> [ASSIGNMENT]: Each entry below must appear in the answer exactly as written.

--- INPUT DATA Enclosed Below ---

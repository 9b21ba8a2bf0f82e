//! End-of-game predicate, ranking and results.

use serde::{Deserialize, Serialize};

use crate::core::{Color, ColorMap, GameConfig, PlayerId, PlayerMap};
use crate::sheet::Sheet;

/// Result of a completed game.
#[derive(Clone, Debug, PartialEq, Eq, Serialize, Deserialize)]
pub enum GameResult {
    /// Single winner.
    Winner(PlayerId),
    /// Several participants share the top score.
    Winners(Vec<PlayerId>),
}

impl GameResult {
    /// Check if a participant won.
    #[must_use]
    pub fn is_winner(&self, player: PlayerId) -> bool {
        match self {
            GameResult::Winner(p) => *p == player,
            GameResult::Winners(ps) => ps.contains(&player),
        }
    }

    /// Build the result from a ranking (best first).
    ///
    /// Returns `None` for an empty ranking.
    #[must_use]
    pub fn from_ranking(ranking: &[Standing]) -> Option<Self> {
        let top = ranking.first()?.score;
        let mut winners: Vec<PlayerId> = ranking
            .iter()
            .take_while(|s| s.score == top)
            .map(|s| s.player)
            .collect();
        Some(if winners.len() == 1 {
            GameResult::Winner(winners.remove(0))
        } else {
            GameResult::Winners(winners)
        })
    }
}

/// One line of the final ranking.
#[derive(Clone, Debug, PartialEq, Eq, Serialize, Deserialize)]
pub struct Standing {
    pub player: PlayerId,
    pub name: String,
    pub score: i32,
}

/// Colors still in play: enabled and not closed on any sheet.
pub fn open_colors<'a>(
    sheets: &'a PlayerMap<Sheet>,
    enabled: &'a ColorMap<bool>,
) -> impl Iterator<Item = Color> + 'a {
    Color::ALL.into_iter().filter(move |&color| {
        enabled[color] && !sheets.values().any(|sheet| sheet.row(color).is_closed())
    })
}

/// Whether the game has ended.
///
/// The game ends when any sheet reaches the failed-attempt limit, or when
/// closures leave `min_open_colors` or fewer colors open.
#[must_use]
pub fn is_game_over(
    sheets: &PlayerMap<Sheet>,
    enabled: &ColorMap<bool>,
    config: &GameConfig,
) -> bool {
    let too_many_failures = sheets
        .values()
        .any(|sheet| sheet.failed_attempts() >= config.max_failed_attempts);

    too_many_failures || open_colors(sheets, enabled).count() <= config.min_open_colors
}

/// Rank participants by total score, best first. Ties keep seat order.
#[must_use]
pub fn rank(sheets: &PlayerMap<Sheet>) -> Vec<Standing> {
    let mut standings: Vec<Standing> = sheets
        .iter()
        .map(|(player, sheet)| Standing {
            player,
            name: sheet.name().to_string(),
            score: sheet.total_score(),
        })
        .collect();
    standings.sort_by(|a, b| b.score.cmp(&a.score));
    standings
}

--- End of Enclosed INPUT DATA ---

> [ANSWER TO THIS EXERCISE]:
repository 9b21ba8a2bf0f82e
//! End-of-game predicate, ranking and results.

use serde::{Deserialize, Serialize};

use crate::core::{Color, ColorMap, GameConfig, PlayerId, PlayerMap};
use crate::sheet::Sheet;

/// Result of a completed game.
#[derive(Clone, Debug, PartialEq, Eq, Serialize, Deserialize)]
pub enum GameResult {
    /// Single winner.
    Winner(PlayerId),
    /// Several participants share the top score.
    Winners(Vec<PlayerId>),
}

impl GameResult {
    /// Check if a participant won.
    #[must_use]
    pub fn is_winner(&self, player: PlayerId) -> bool {
        match self {
            GameResult::Winner(p) => *p == player,
            GameResult::Winners(ps) => ps.contains(&player),
        }
    }

    /// Build the result from a ranking (best first).
    ///
    /// Returns `None` for an empty ranking.
    #[must_use]
    pub fn from_ranking(ranking: &[Standing]) -> Option<Self> {
        let top = ranking.first()?.score;
        let mut winners: Vec<PlayerId> = ranking
            .iter()
            .take_while(|s| s.score == top)
            .map(|s| s.player)
            .collect();
        Some(if winners.len() == 1 {
            GameResult::Winner(winners.remove(0))
        } else {
            GameResult::Winners(winners)
        })
    }
}

/// One line of the final ranking.
#[derive(Clone, Debug, PartialEq, Eq, Serialize, Deserialize)]
pub struct Standing {
    pub player: PlayerId,
    pub name: String,
    pub score: i32,
}

/// Colors still in play: enabled and not closed on any sheet.
pub fn open_colors<'a>(
    sheets: &'a PlayerMap<Sheet>,
    enabled: &'a ColorMap<bool>,
) -> impl Iterator<Item = Color> + 'a {
    Color::ALL.into_iter().filter(move |&color| {
        enabled[color] && !sheets.values().any(|sheet| sheet.row(color).is_closed())
    })
}

/// Whether the game has ended.
///
/// The game ends when any sheet reaches the failed-attempt limit, or when
/// closures leave `min_open_colors` or fewer colors open.
#[must_use]
pub fn is_game_over(
    sheets: &PlayerMap<Sheet>,
    enabled: &ColorMap<bool>,
    config: &GameConfig,
) -> bool {
    let too_many_failures = sheets
        .values()
        .any(|sheet| sheet.failed_attempts() >= config.max_failed_attempts);

    too_many_failures || open_colors(sheets, enabled).count() <= config.min_open_colors
}

/// Rank participants by total score, best first. Ties keep seat order.
#[must_use]
pub fn rank(sheets: &PlayerMap<Sheet>) -> Vec<Standing> {
    let mut standings: Vec<Standing> = sheets
        .iter()
        .map(|(player, sheet)| Standing {
            player,
            name: sheet.name().to_string(),
            score: sheet.total_score(),
        })
        .collect();
    standings.sort_by(|a, b| b.score.cmp(&a.score));
    standings
}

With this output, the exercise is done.